Provider limits, throttling, and capacity constraints.
Claude Code users reported steeper caps and week-long waits while sharing ways to cut usage, including /context audits, /clear, smaller models, and RTK log compression. The posts point to token burn from mounted MCP servers, long chat history, raw logs, and multi-agent concurrency, so teams may need to trim runtime load.
Users report new request-per-minute caps that trigger after three to four concurrent agents, and Boris Cherny says efficiency work is underway. The issue hits the multi-agent workflows Anthropic has been promoting, separate from five-hour usage buckets.

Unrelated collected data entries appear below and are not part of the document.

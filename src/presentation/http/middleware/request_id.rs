use axum::{extract::Request, http::HeaderValue, middleware::Next, response::Response};
use tracing::Instrument;
use uuid::Uuid;

pub const REQUEST_ID_HEADER: &str = "x-request-id";

/// Tags each request with an id, reusing one supplied by an upstream proxy.
pub async fn request_id_middleware(req: Request, next: Next) -> Response {
    let request_id = req
        .headers()
        .get(REQUEST_ID_HEADER)
        .and_then(|v| v.to_str().ok())
        .filter(|v| !v.is_empty() && v.len() <= 64)
        .map(str::to_string)
        .unwrap_or_else(|| Uuid::now_v7().to_string());

    let span = tracing::info_span!("request", id = %request_id);

    let mut response = next.run(req).instrument(span).await;
    if let Ok(val) = HeaderValue::from_str(&request_id) {
        response.headers_mut().insert(REQUEST_ID_HEADER, val);
    }
    response
}
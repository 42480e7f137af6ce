use super::entity::ModerationAction;
use crate::domain::shared::errors::DomainError;
use uuid::Uuid;

/// Storage for moderation actions.
///
/// Collection reads return records most recently created or updated first.
#[cfg_attr(test, mockall::automock)]
pub trait ActionRepository: Send + Sync {
    fn insert(&self, action: ModerationAction) -> Result<ModerationAction, DomainError>;
    fn find_by_id(&self, id: Uuid) -> Result<Option<ModerationAction>, DomainError>;
    fn update(&self, action: ModerationAction) -> Result<ModerationAction, DomainError>;
    fn find_by_user(&self, user_id: &str) -> Result<Vec<ModerationAction>, DomainError>;
    fn find_all(&self) -> Result<Vec<ModerationAction>, DomainError>;
}
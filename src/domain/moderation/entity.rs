use chrono::{DateTime, Days, Utc};
use serde::{Deserialize, Serialize};
use std::fmt;
use std::str::FromStr;
use thiserror::Error;
use ts_rs::TS;
use uuid::Uuid;

/// Longest temporary suspension. Longer requests are clamped to it.
pub const MAX_SUSPENSION_DAYS: u32 = 3650;

/// A disciplinary record applied to a user.
///
/// Actions are created once by an admin and afterwards only mutated by
/// reversal. Whether an action is still in effect is never stored; it is
/// derived from `reversed_at` and `ends_at` (see [`ModerationAction::is_active_at`]).
///
/// # Invariants
/// - `severity` always equals `action_type.severity()`
/// - `ends_at` is only ever set for [`ActionType::Suspension`]
/// - once `reversed_at` is set the action is inert for enforcement and listing,
///   but stays retrievable by id for audit
#[derive(Debug, Clone, Serialize, Deserialize, TS, PartialEq)]
#[ts(export)]
pub struct ModerationAction {
    /// Unique identifier (UUID v7, so ids sort by creation time)
    pub id: Uuid,

    /// Subject of the action
    pub user_id: String,

    pub action_type: ActionType,

    /// Cached rank of `action_type`, used to pick the most serious active action
    pub severity: u8,

    pub reason: ActionReason,

    /// Admin who issued the action. Empty, and left out of the JSON, in
    /// redacted user views.
    #[serde(default, skip_serializing_if = "String::is_empty")]
    pub performed_by: String,

    /// Offending content, when the action was triggered by a specific item
    pub content_id: Option<String>,

    /// Kind of the offending content (e.g. "prompt", "bundle", "comment")
    pub content_type: Option<String>,

    /// Explanation shown to the user
    pub details: Option<String>,

    /// Admin-only notes, stripped from user-facing views
    pub internal_notes: Option<String>,

    pub starts_at: DateTime<Utc>,

    /// End of a temporary suspension. `None` means the action does not expire.
    pub ends_at: Option<DateTime<Utc>>,

    pub reversed_at: Option<DateTime<Utc>>,
    pub reversed_by: Option<String>,
    pub reversal_reason: Option<String>,
}

impl ModerationAction {
    /// Builds a new action starting at `now`.
    ///
    /// `duration_days` only has an effect for suspensions: a positive value sets
    /// `ends_at` that many calendar days after `now`, capped at
    /// [`MAX_SUSPENSION_DAYS`]. It is ignored for every other action type.
    pub fn issue(input: NewModerationAction, now: DateTime<Utc>) -> Self {
        let ends_at = match (input.action_type, input.duration_days) {
            (ActionType::Suspension, Some(days)) if days > 0 => {
                let days = Days::new(u64::from(days.min(MAX_SUSPENSION_DAYS)));
                // A temporary suspension always gets an end date.
                Some(now.checked_add_days(days).unwrap_or(DateTime::<Utc>::MAX_UTC))
            }
            _ => None,
        };

        Self {
            id: Uuid::now_v7(),
            user_id: input.user_id,
            action_type: input.action_type,
            severity: input.action_type.severity(),
            reason: input.reason,
            performed_by: input.performed_by,
            content_id: input.content_id,
            content_type: input.content_type,
            details: input.details,
            internal_notes: input.internal_notes,
            starts_at: now,
            ends_at,
            reversed_at: None,
            reversed_by: None,
            reversal_reason: None,
        }
    }

    pub fn is_reversed(&self) -> bool {
        self.reversed_at.is_some()
    }

    /// True once a temporary suspension has run out.
    pub fn is_expired_at(&self, now: DateTime<Utc>) -> bool {
        self.ends_at.is_some_and(|ends_at| ends_at <= now)
    }

    /// An action is in effect iff it was never reversed and has not expired.
    pub fn is_active_at(&self, now: DateTime<Utc>) -> bool {
        !self.is_reversed() && !self.is_expired_at(now)
    }

    pub fn reverse(&mut self, reversed_by: String, reason: Option<String>, now: DateTime<Utc>) {
        self.reversed_at = Some(now);
        self.reversed_by = Some(reversed_by);
        self.reversal_reason = reason;
    }

    /// Copy safe to show to the affected user.
    pub fn redacted(&self) -> Self {
        Self {
            internal_notes: None,
            performed_by: String::new(),
            ..self.clone()
        }
    }
}

/// Input for [`ModerationAction::issue`].
#[derive(Debug, Clone, Serialize, Deserialize, TS)]
#[ts(export)]
pub struct NewModerationAction {
    pub user_id: String,
    pub action_type: ActionType,
    pub reason: ActionReason,
    pub performed_by: String,
    pub duration_days: Option<u32>,
    pub content_id: Option<String>,
    pub content_type: Option<String>,
    pub details: Option<String>,
    pub internal_notes: Option<String>,
}

impl NewModerationAction {
    pub fn new(
        user_id: impl Into<String>,
        action_type: ActionType,
        reason: ActionReason,
        performed_by: impl Into<String>,
    ) -> Self {
        Self {
            user_id: user_id.into(),
            action_type,
            reason,
            performed_by: performed_by.into(),
            duration_days: None,
            content_id: None,
            content_type: None,
            details: None,
            internal_notes: None,
        }
    }

    pub fn with_duration_days(mut self, days: u32) -> Self {
        self.duration_days = Some(days);
        self
    }
}

#[derive(Debug, Error, PartialEq, Eq)]
#[error("unknown {kind}: {value}")]
pub struct ParseEnumError {
    pub kind: &'static str,
    pub value: String,
}

/// Kind of moderation action, ordered by severity.
#[derive(
    Debug, Clone, Copy, Serialize, Deserialize, TS, PartialEq, Eq, PartialOrd, Ord, Hash,
)]
#[serde(rename_all = "snake_case")]
#[ts(export)]
pub enum ActionType {
    Warning,
    Suspension,
    IndefiniteSuspension,
    Ban,
}

impl ActionType {
    pub const ALL: [ActionType; 4] = [
        ActionType::Warning,
        ActionType::Suspension,
        ActionType::IndefiniteSuspension,
        ActionType::Ban,
    ];

    pub fn severity(self) -> u8 {
        match self {
            ActionType::Warning => 1,
            ActionType::Suspension => 2,
            ActionType::IndefiniteSuspension => 3,
            ActionType::Ban => 4,
        }
    }

    /// Whether an active action of this type denies access.
    pub fn is_blocking(self) -> bool {
        !matches!(self, ActionType::Warning)
    }

    /// Ban and indefinite suspension never end on their own.
    pub fn is_permanent(self) -> bool {
        matches!(self, ActionType::Ban | ActionType::IndefiniteSuspension)
    }

    pub fn as_str(self) -> &'static str {
        match self {
            ActionType::Warning => "warning",
            ActionType::Suspension => "suspension",
            ActionType::IndefiniteSuspension => "indefinite_suspension",
            ActionType::Ban => "ban",
        }
    }
}

impl fmt::Display for ActionType {
    fn fmt(&self, f: &mut fmt::Formatter<'_>) -> fmt::Result {
        f.write_str(self.as_str())
    }
}

impl FromStr for ActionType {
    type Err = ParseEnumError;

    fn from_str(s: &str) -> Result<Self, Self::Err> {
        ActionType::ALL
            .into_iter()
            .find(|t| t.as_str() == s)
            .ok_or_else(|| ParseEnumError {
                kind: "action type",
                value: s.to_string(),
            })
    }
}

/// Policy category an action was taken under.
#[derive(
    Debug, Clone, Copy, Serialize, Deserialize, TS, PartialEq, Eq, PartialOrd, Ord, Hash,
)]
#[serde(rename_all = "snake_case")]
#[ts(export)]
pub enum ActionReason {
    Spam,
    Harassment,
    HateSpeech,
    Copyright,
    Impersonation,
    Inappropriate,
    TermsViolation,
    RepeatedViolations,
    Other,
}

impl ActionReason {
    pub const ALL: [ActionReason; 9] = [
        ActionReason::Spam,
        ActionReason::Harassment,
        ActionReason::HateSpeech,
        ActionReason::Copyright,
        ActionReason::Impersonation,
        ActionReason::Inappropriate,
        ActionReason::TermsViolation,
        ActionReason::RepeatedViolations,
        ActionReason::Other,
    ];

    /// Label shown to users in enforcement messages.
    pub fn label(self) -> &'static str {
        match self {
            ActionReason::Spam => "Spam or misleading content",
            ActionReason::Harassment => "Harassment or abuse",
            ActionReason::HateSpeech => "Hate speech or discrimination",
            ActionReason::Copyright => "Copyright infringement",
            ActionReason::Impersonation => "Impersonation",
            ActionReason::Inappropriate => "Inappropriate content",
            ActionReason::TermsViolation => "Terms of service violation",
            ActionReason::RepeatedViolations => "Repeated violations",
            ActionReason::Other => "Other policy violation",
        }
    }

    pub fn as_str(self) -> &'static str {
        match self {
            ActionReason::Spam => "spam",
            ActionReason::Harassment => "harassment",
            ActionReason::HateSpeech => "hate_speech",
            ActionReason::Copyright => "copyright",
            ActionReason::Impersonation => "impersonation",
            ActionReason::Inappropriate => "inappropriate",
            ActionReason::TermsViolation => "terms_violation",
            ActionReason::RepeatedViolations => "repeated_violations",
            ActionReason::Other => "other",
        }
    }
}

impl fmt::Display for ActionReason {
    fn fmt(&self, f: &mut fmt::Formatter<'_>) -> fmt::Result {
        f.write_str(self.as_str())
    }
}

impl FromStr for ActionReason {
    type Err = ParseEnumError;

    fn from_str(s: &str) -> Result<Self, Self::Err> {
        ActionReason::ALL
            .into_iter()
            .find(|r| r.as_str() == s)
            .ok_or_else(|| ParseEnumError {
                kind: "action reason",
                value: s.to_string(),
            })
    }
}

Anthropic confirmed new peak-time metering that burns through 5-hour Claude sessions faster, and multiple power users posted 529 overloaded errors and early exhaustion. If you rely on Max plans for coding, watch for session limits and consider moving daily work to Codex.

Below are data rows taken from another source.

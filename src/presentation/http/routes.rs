use super::{
    handlers::{admin_actions, admin_appeals, health, me},
    middleware::admin::require_admin,
    middleware::enforcement::enforce_access,
    middleware::request_id::request_id_middleware,
    middleware::user::require_user,
    state::AppState,
};
use axum::{
    Router, middleware,
    routing::{get, post},
};
use tower_http::trace::TraceLayer;

pub fn create_router(state: AppState) -> Router {
    let admin_routes = Router::new()
        .route(
            "/api/v1/admin/moderation/actions",
            get(admin_actions::list_actions).post(admin_actions::create_action),
        )
        .route(
            "/api/v1/admin/moderation/actions/{id}",
            get(admin_actions::get_action),
        )
        .route(
            "/api/v1/admin/moderation/actions/{id}/reverse",
            post(admin_actions::reverse_action),
        )
        .route(
            "/api/v1/admin/moderation/users/{user_id}/history",
            get(admin_actions::user_history),
        )
        .route(
            "/api/v1/admin/moderation/users/{user_id}/status",
            get(admin_actions::user_standing),
        )
        .route(
            "/api/v1/admin/moderation/stats",
            get(admin_actions::get_stats),
        )
        .route("/api/v1/admin/appeals", get(admin_appeals::list_appeals))
        .route("/api/v1/admin/appeals/stats", get(admin_appeals::get_stats))
        .route(
            "/api/v1/admin/appeals/{id}",
            get(admin_appeals::get_appeal).patch(admin_appeals::review_appeal),
        )
        .route_layer(middleware::from_fn_with_state(state.clone(), require_admin));

    // Blocked users must still reach these to see why and to appeal.
    let user_routes = Router::new()
        .route("/api/v1/me/access", get(me::get_access))
        .route("/api/v1/me/suspension", get(me::get_suspension))
        .route(
            "/api/v1/me/appeals",
            get(me::list_my_appeals).post(me::create_appeal),
        )
        .route(
            "/api/v1/me/actions/{id}/appeal-eligibility",
            get(me::appeal_eligibility),
        )
        .route_layer(middleware::from_fn_with_state(state.clone(), require_user));

    let gated_routes = Router::new()
        .route("/api/v1/me/status", get(me::get_status))
        .route_layer(middleware::from_fn_with_state(state.clone(), enforce_access))
        .route_layer(middleware::from_fn_with_state(state.clone(), require_user));

    Router::new()
        .route("/health", get(health::health_check))
        .merge(user_routes)
        .merge(gated_routes)
        .merge(admin_routes)
        .layer(TraceLayer::new_for_http())
        .layer(middleware::from_fn(request_id_middleware))
        .with_state(state)
}
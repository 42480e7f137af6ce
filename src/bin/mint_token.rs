//! Mint a bearer token for local development.
//!
//! Signs an HS256 token with `JWT_SECRET` so the moderation API can be
//! exercised without the real auth service.
//!
//! Usage:
//!     cargo run --bin mint_token -- <user_id> [role] [hours]
//!
//! With no arguments the user id and role are read from stdin.

use chrono::{Duration, Utc};
use jsonwebtoken::{EncodingKey, Header, encode};
use prompt_moderation::{
    domain::moderation::value_objects::SubjectId,
    presentation::http::middleware::user::{ADMIN_ROLE, UserClaims},
};
use std::io::{self, Write};

const DEFAULT_TTL_HOURS: i64 = 12;

fn prompt(label: &str) -> io::Result<String> {
    print!("{}\n> ", label);
    io::stdout().flush()?;
    let mut line = String::new();
    io::stdin().read_line(&mut line)?;
    Ok(line.trim().to_string())
}

fn main() -> anyhow::Result<()> {
    dotenvy::dotenv().ok();
    let secret = std::env::var("JWT_SECRET")
        .map_err(|_| anyhow::anyhow!("JWT_SECRET must be set to mint a token"))?;

    let mut args = std::env::args().skip(1);
    let sub = match args.next() {
        Some(sub) => sub,
        None => prompt("User id:")?,
    };
    let role = match args.next() {
        Some(role) => role,
        None => {
            let role = prompt(&format!("Role (blank for \"user\", \"{}\" for admin):", ADMIN_ROLE))?;
            if role.is_empty() { "user".to_string() } else { role }
        }
    };
    let ttl_hours = match args.next() {
        Some(raw) => raw.parse::<i64>()?,
        None => DEFAULT_TTL_HOURS,
    };

    SubjectId::new(sub.clone()).map_err(|_| anyhow::anyhow!("Invalid user id: {}", sub))?;

    let exp = (Utc::now() + Duration::hours(ttl_hours)).timestamp();
    let claims = UserClaims {
        sub,
        role,
        exp: usize::try_from(exp)?,
    };
    let token = encode(
        &Header::default(),
        &claims,
        &EncodingKey::from_secret(secret.as_bytes()),
    )?;

    eprintln!(
        "Token for {} ({}) valid for {} hours:",
        claims.sub, claims.role, ttl_hours
    );
    println!("{}", token);
    Ok(())
}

Anthropic said free, Pro, and Max users will hit 5-hour Claude session limits faster on weekdays from 5am to 11am PT, while weekly caps stay the same. Shift long Claude Code jobs off-peak and watch prompt-cache misses.
Z.ai released GLM-5-Turbo as a faster GLM-5 variant for OpenClaw-style tool use, with 202K context, OpenRouter access, and higher off-peak limits. Try it as a cheaper speed tier for agent workflows, but benchmark completion quality on your own tasks before wider use.

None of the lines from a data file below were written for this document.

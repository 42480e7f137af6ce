use super::entity::{ActionType, ModerationAction};
use chrono::{DateTime, Utc};
use serde::{Deserialize, Serialize};
use ts_rs::TS;

/// A user's standing, derived from the most severe active action.
///
/// Never persisted; recomputed on every check.
#[derive(Debug, Clone, Serialize, Deserialize, TS, PartialEq)]
#[serde(tag = "status", rename_all = "snake_case")]
#[ts(export)]
pub enum UserStatus {
    Active,
    Warning {
        action: ModerationAction,
    },
    Suspended {
        action: ModerationAction,
        /// `None` for indefinite suspensions
        ends_at: Option<DateTime<Utc>>,
    },
    Banned {
        action: ModerationAction,
    },
}

impl UserStatus {
    /// Maps the single most severe active action to a status.
    pub fn from_most_severe(action: Option<ModerationAction>) -> Self {
        let Some(action) = action else {
            return UserStatus::Active;
        };
        match action.action_type {
            ActionType::Ban => UserStatus::Banned { action },
            ActionType::Suspension | ActionType::IndefiniteSuspension => UserStatus::Suspended {
                ends_at: action.ends_at,
                action,
            },
            ActionType::Warning => UserStatus::Warning { action },
        }
    }

    pub fn action(&self) -> Option<&ModerationAction> {
        match self {
            UserStatus::Active => None,
            UserStatus::Warning { action }
            | UserStatus::Suspended { action, .. }
            | UserStatus::Banned { action } => Some(action),
        }
    }

    pub fn as_str(&self) -> &'static str {
        match self {
            UserStatus::Active => "active",
            UserStatus::Warning { .. } => "warning",
            UserStatus::Suspended { .. } => "suspended",
            UserStatus::Banned { .. } => "banned",
        }
    }

    pub fn is_active(&self) -> bool {
        matches!(self, UserStatus::Active)
    }

    /// Same status with admin-only action fields removed.
    pub fn redacted(&self) -> Self {
        match self {
            UserStatus::Active => UserStatus::Active,
            UserStatus::Warning { action } => UserStatus::Warning {
                action: action.redacted(),
            },
            UserStatus::Suspended { action, ends_at } => UserStatus::Suspended {
                action: action.redacted(),
                ends_at: *ends_at,
            },
            UserStatus::Banned { action } => UserStatus::Banned {
                action: action.redacted(),
            },
        }
    }
}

Anthropic is doubling Claude usage outside peak hours from Mar. 13 to Mar. 27, with the bonus applied automatically across Free, Pro, Max, Team, and Claude Code. Shift long runs and bulk jobs to off-peak windows to stretch limits without changing plans.
xAI released Grok 4.20 Beta in the API with reasoning, non-reasoning, and multi-agent variants, a 2M-token window, and lower pricing than Grok 4. Test it for long-context and speed-sensitive workloads, but compare coding performance against top rivals on your own evals.
Google AI Studio now lets developers set experimental per-project spend caps for Gemini API usage. Use it as a native billing guardrail, but account for roughly 10-minute enforcement lag and possible batch-job overshoot.
OpenAI says Codex capacity is lagging a demand spike, leaving some sessions choppy while the team adds more compute. If you depend on Codex in production workflows, plan for transient instability and keep fallback review or execution paths ready.
OpenAI acknowledged a Codex session hang that left some requests unresponsive, later said the issue had been stable for hours, and promised a rate-limit reset. Teams relying on Codex should re-check long runs and confirm quota restoration after the incident.